This is the second post in a series on inflammation. Start with the first post.
People often ask what they can take that is safe and natural to reduce inflammation. Most know that pharmaceutical anti-inflammatories all have undesirable side effects. From wrecking your gut lining to causing heart attacks, none of these meds are free from collateral damage.
When these drugs are used long term, they do not resolve inflammation, at best they mask it. In fact, chronic use of these medications actually makes more inflammation in the long run! So, wanting safe alternatives sure does make sense.
You may have heard that things like fish oil (omega 3 fatty acids) and turmeric (curcumin) are good to take for inflammation. It’s true that these are two excellent natural anti-inflammatories. However, there are caveats to consider:
- They need to be in the right delivery form and at the right dose.
- They work well for certain types of inflammation but there are situations in which they will actually make inflammation worse!
- A natural supplement, just like medications, will only mask the problem if you do not identify and deal with the source of your inflammation.

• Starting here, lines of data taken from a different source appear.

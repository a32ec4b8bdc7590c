//! Portfolio valuation: FIFO lot replay, open-position metrics and realized
//! gains.

mod performance_model;
mod performance_service;
mod performance_traits;
mod positions_model;
pub mod valuator;

#[cfg(test)]
mod performance_model_tests;
#[cfg(test)]
mod performance_service_tests;

pub use performance_model::{
    AssetPerformance, PnlPercent, PortfolioPerformance, RealizedGain, RealizedGainsReport,
};
pub use performance_service::PerformanceService;
pub use performance_traits::PerformanceServiceTrait;
pub use positions_model::{Lot, PositionState, SaleRecord};
pub use valuator::{replay, value};
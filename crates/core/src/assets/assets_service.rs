use log::{info, warn};
use std::sync::Arc;

use super::assets_model::{normalize_symbol, Asset, NewAsset};
use super::assets_traits::{AssetRepositoryTrait, AssetServiceTrait};
use crate::errors::{DatabaseError, Error, Result};
use crate::utils::pagination::Page;

/// Service for managing a user's assets.
pub struct AssetService {
    repository: Arc<dyn AssetRepositoryTrait>,
}

impl AssetService {
    pub fn new(repository: Arc<dyn AssetRepositoryTrait>) -> Self {
        Self { repository }
    }

    fn duplicate_symbol(symbol: &str) -> Error {
        Error::ConstraintViolation(format!("Asset with symbol '{}' already exists", symbol))
    }
}

#[async_trait::async_trait]
impl AssetServiceTrait for AssetService {
    async fn create_asset(&self, owner_id: &str, new_asset: NewAsset) -> Result<Asset> {
        new_asset.validate()?;
        let new_asset = new_asset.normalized();

        if self
            .repository
            .find_by_symbol(&new_asset.symbol, owner_id)?
            .is_some()
        {
            warn!(
                "Asset {} already exists for user {}",
                new_asset.symbol, owner_id
            );
            return Err(Self::duplicate_symbol(&new_asset.symbol));
        }

        let asset = Asset {
            id: uuid::Uuid::now_v7().to_string(),
            owner_id: owner_id.to_string(),
            symbol: new_asset.symbol,
            name: new_asset.name,
            asset_type: new_asset.asset_type,
            created_at: chrono::Utc::now().naive_utc(),
        };
        let symbol = asset.symbol.clone();

        let created = self.repository.create(asset).await.map_err(|e| match e {
            Error::Database(DatabaseError::UniqueViolation(_)) => {
                warn!("Asset {} already exists for user {}", symbol, owner_id);
                Self::duplicate_symbol(&symbol)
            }
            other => other,
        })?;
        info!("Created asset {} ({})", created.symbol, created.id);
        Ok(created)
    }

    fn get_asset(&self, asset_id: &str, owner_id: &str) -> Result<Option<Asset>> {
        self.repository.get_by_id(asset_id, owner_id)
    }

    fn get_asset_by_symbol(&self, symbol: &str, owner_id: &str) -> Result<Option<Asset>> {
        let symbol = normalize_symbol(symbol);
        if symbol.is_empty() {
            return Ok(None);
        }
        self.repository.find_by_symbol(&symbol, owner_id)
    }

    fn list_assets(
        &self,
        owner_id: &str,
        skip: Option<i64>,
        limit: Option<i64>,
    ) -> Result<Vec<Asset>> {
        self.repository.list(owner_id, Page::new(skip, limit))
    }

    fn list_all_assets(&self, owner_id: &str) -> Result<Vec<Asset>> {
        let mut page = Page::all();
        let mut assets = Vec::new();
        loop {
            let batch = self.repository.list(owner_id, page)?;
            let fetched = batch.len() as i64;
            assets.extend(batch);
            if fetched < page.limit {
                break;
            }
            page.skip += fetched;
        }
        Ok(assets)
    }

    async fn delete_asset(&self, asset_id: &str, owner_id: &str) -> Result<bool> {
        let deleted = self.repository.delete(asset_id, owner_id).await?;
        if deleted == 0 {
            warn!(
                "Asset {} not found or not owned by user {}",
                asset_id, owner_id
            );
            return Ok(false);
        }
        info!("Deleted asset {}", asset_id);
        Ok(true)
    }
}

- Fish oil is not safe to take unless you have adequate glutathione, or it may metabolize into an inflammatory fat! If you don’t know your glutathione or your omega 3 levels from testing, then take glutathione with your fish oil.
Unraveling the source
It’s important to identify the reasons why your inflammation exists in the first place, and then take steps to fix it. In Functional Medicine, we have a “laundry list” of inflammatory triggers we investigate. We want to find out which ones are key players for you. If you lower your triggers then it will be much easier to get your inflammation down.
Here are the most common inflammatory triggers on the laundry list:
- Stress, stress, and more stress! Stress chemistry is highly inflammatory to your body and brain.

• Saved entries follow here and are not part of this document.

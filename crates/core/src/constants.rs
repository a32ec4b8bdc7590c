/// Quantities at or below this are treated as zero (1e-9)
pub const ZERO_TOLERANCE: &str = "0.000000001";

/// Default page size for list operations
pub const DEFAULT_LIST_LIMIT: i64 = 100;

/// Upper bound for a single page, also used when a caller needs every row
pub const MAX_LIST_LIMIT: i64 = 10_000;

/// Decimal precision for display
pub const DISPLAY_DECIMAL_PRECISION: u32 = 2;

- Autoimmune processes that are uncontrolled create a very damaging type of inflammation.
- Food intolerances and dysbiosis rile up gut inflammation. Your gut lining is permeable, so gut inflammation affects your whole body and brain.
- Blood sugar dysregulation, belly fat, insulin resistance all create inflammation.
- Low oxygen, more common than you may realize, happens if you have anemia, apnea, or these other causes.
- Injuries should cause short-term inflammation but sometimes this backfires and becomes chronic.
- Crappy foods are actually inflammatory! This includes sugar and any type of fried food.
- Infections, big and small, create inflammation. This includes temporary colds, flus, and sinus infections. It also includes chronic infections like Epstein Barr, Herpes, hepatitis C, and Lyme.
- Chronic histamine reactions (allergies, hives, rashes) or mast cell activation syndrome (MCAS) create lots of inflammation.
With chronic inflammation, it is always best to go through this checklist. It may feel overwhelming, but if these things are inflaming you, wouldn’t you rather resolve them than use a band-aid approach?
The safe and natural things
There is a myriad of herbs and supplements that put out various types of inflammation. You can use these at the same time as digging out the root causes. However, it’s not appropriate to pile on turmeric or fish oil for all types of inflammation.
It turns out there are different types of inflammation, and now we can identify which type you have, and use the right things to calm it down. We don’t want to stop or suppress your immune system. We want to shift the inflammation pendulum back to balance. Let’s get more of an understanding of the different types, and the next post will dig deeper in.
Get to know your T helper cells
Our understanding of immunology has exploded in recent years, and part of this is what we now know about T helper cells. These cells are part of your adaptive immune system. They start out as undifferentiated “naive” T cells (called CD4 cells), and they can mature into four subsets, pictured here:
Th 1 cells
These deal with tiny pathogens inside your cells. You want a robust Th1 response to deal with any invading microbes that come in and try to take up residence.
Th 2 cells
These deal with larger pathogens outside your cells, like parasitic worms. They also handle allergies, asthma (think mast cells and histamine) and inflammation in what we call “hollow” spaces: lungs, nose, sinus cavities, GI tract, vagina, and bladder.
Th 17 cells
These are all about autoimmune response, and the tissue destruction that goes with it. They also handle fungal and bacterial infections that are outside of your cells.
T-reg cells calm down the inflammation caused by a Th17 response, ideally when it needs calming down.
The project at hand
Balancing your immune system means influencing these constantly changing T helper cells. Balance means the right kind of T helper cells mature, dominate, do their job, and then relax.
The problem is when they miss the signals to relax, and you become stuck in a dominant T helper cell subtype response. This happens with Th 1, Th 2 and Th 17. And, it’s also entirely possible to have this chronic dominance in one part of your body, for example, a Th 2 dominance in your lungs, creating chronic asthma or bronchitis.